## What the exercise asks
Show every line from the data below that includes "Result".

Start of Data listing

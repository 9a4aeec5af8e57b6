//! Detection of the `---` delimited header at the start of a page file.
//!
//! Only the beginning of a file is read: a head chunk first, then further
//! chunks until the closing delimiter turns up. Files that do not start with
//! a `---` line are rejected after the first read.

use std::io;

use thiserror::Error;
use tokio::io::{AsyncRead, AsyncReadExt};

/// Size of the first read. Covers the header of most pages.
pub const HEAD_CHUNK: usize = 512;
/// Size of each additional read while looking for the closing delimiter.
pub const CHUNK: usize = 4096;
/// `---\n---\n`
const MIN_HEADER: usize = 8;
const OPENING: &[u8] = b"---\n";

#[derive(Debug, Error)]
pub enum HeaderError {
    #[error("header is never closed (no `---` line in the first {size} bytes)")]
    Malformed { size: usize },
    #[error(transparent)]
    Io(#[from] io::Error),
}

#[derive(Debug, Clone, PartialEq, Eq)]
pub struct Header {
    /// Text between the delimiters.
    pub front_matter: String,
    /// Byte offset where the page body starts.
    pub content_offset: u64,
}

#[derive(Debug, Clone, Copy, PartialEq, Eq)]
enum State {
    ScanningForStart,
    ScanningForEnd,
    Found { start: usize, end: usize },
    NoHeader,
    Malformed,
}

/// Read the header of a page, if it has one.
///
/// Returns `Ok(None)` when the file has no header, including a small file
/// whose header is never closed. An unclosed header in a file larger than
/// [`HEAD_CHUNK`] is an error.
pub async fn read_header<R>(reader: &mut R) -> Result<Option<Header>, HeaderError>
where
    R: AsyncRead + Unpin,
{
    let mut buf = Vec::with_capacity(HEAD_CHUNK);
    let mut eof = fill(reader, &mut buf, HEAD_CHUNK).await?;
    let mut resume = 0;
    let mut state = State::ScanningForStart;

    loop {
        state = match state {
            State::ScanningForStart => {
                if buf.len() < MIN_HEADER || !buf.starts_with(OPENING) {
                    State::NoHeader
                } else {
                    resume = OPENING.len() - 1;
                    State::ScanningForEnd
                }
            }
            State::ScanningForEnd => match find_terminator(&buf, resume) {
                Ok((start, end)) => State::Found { start, end },
                Err(_) if eof && buf.len() > HEAD_CHUNK => State::Malformed,
                Err(_) if eof => State::NoHeader,
                Err(line_start) => {
                    resume = line_start;
                    eof = fill(reader, &mut buf, CHUNK).await?;
                    State::ScanningForEnd
                }
            },
            State::Found { start, end } => {
                let text = buf.get(OPENING.len()..start).unwrap_or_default();
                return Ok(Some(Header {
                    front_matter: String::from_utf8_lossy(text).into_owned(),
                    content_offset: end as u64,
                }));
            }
            State::NoHeader => return Ok(None),
            State::Malformed => return Err(HeaderError::Malformed { size: buf.len() }),
        };
    }
}

/// Append up to `n` bytes to `buf`. Returns true at end of input.
async fn fill<R>(reader: &mut R, buf: &mut Vec<u8>, n: usize) -> io::Result<bool>
where
    R: AsyncRead + Unpin,
{
    let start = buf.len();
    buf.resize(start + n, 0);
    let mut filled = start;
    while filled < buf.len() {
        let read = reader.read(&mut buf[filled..]).await?;
        if read == 0 {
            break;
        }
        filled += read;
    }
    let eof = filled < buf.len();
    buf.truncate(filled);
    Ok(eof)
}

/// Find `\n-{3,}\n` at or after `from`, returning the offset of its leading
/// newline and the offset just past it.
///
/// When there is no complete terminator, returns the offset of the last
/// newline seen, where a terminator cut off by the end of `buf` would begin.
fn find_terminator(buf: &[u8], from: usize) -> Result<(usize, usize), usize> {
    let mut last_line = from;
    for (i, &b) in buf.iter().enumerate().skip(from) {
        if b != b'\n' {
            continue;
        }
        last_line = i;
        let dashes = buf[i + 1..].iter().take_while(|&&c| c == b'-').count();
        if dashes >= 3 && buf.get(i + 1 + dashes) == Some(&b'\n') {
            return Ok((i, i + dashes + 2));
        }
    }
    Err(last_line)
}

End of Data listing

## Expected output
pub async fn read_header<R>(reader: &mut R) -> Result<Option<Header>, HeaderError>
async fn fill<R>(reader: &mut R, buf: &mut Vec<u8>, n: usize) -> io::Result<bool>
fn find_terminator(buf: &[u8], from: usize) -> Result<(usize, usize), usize> {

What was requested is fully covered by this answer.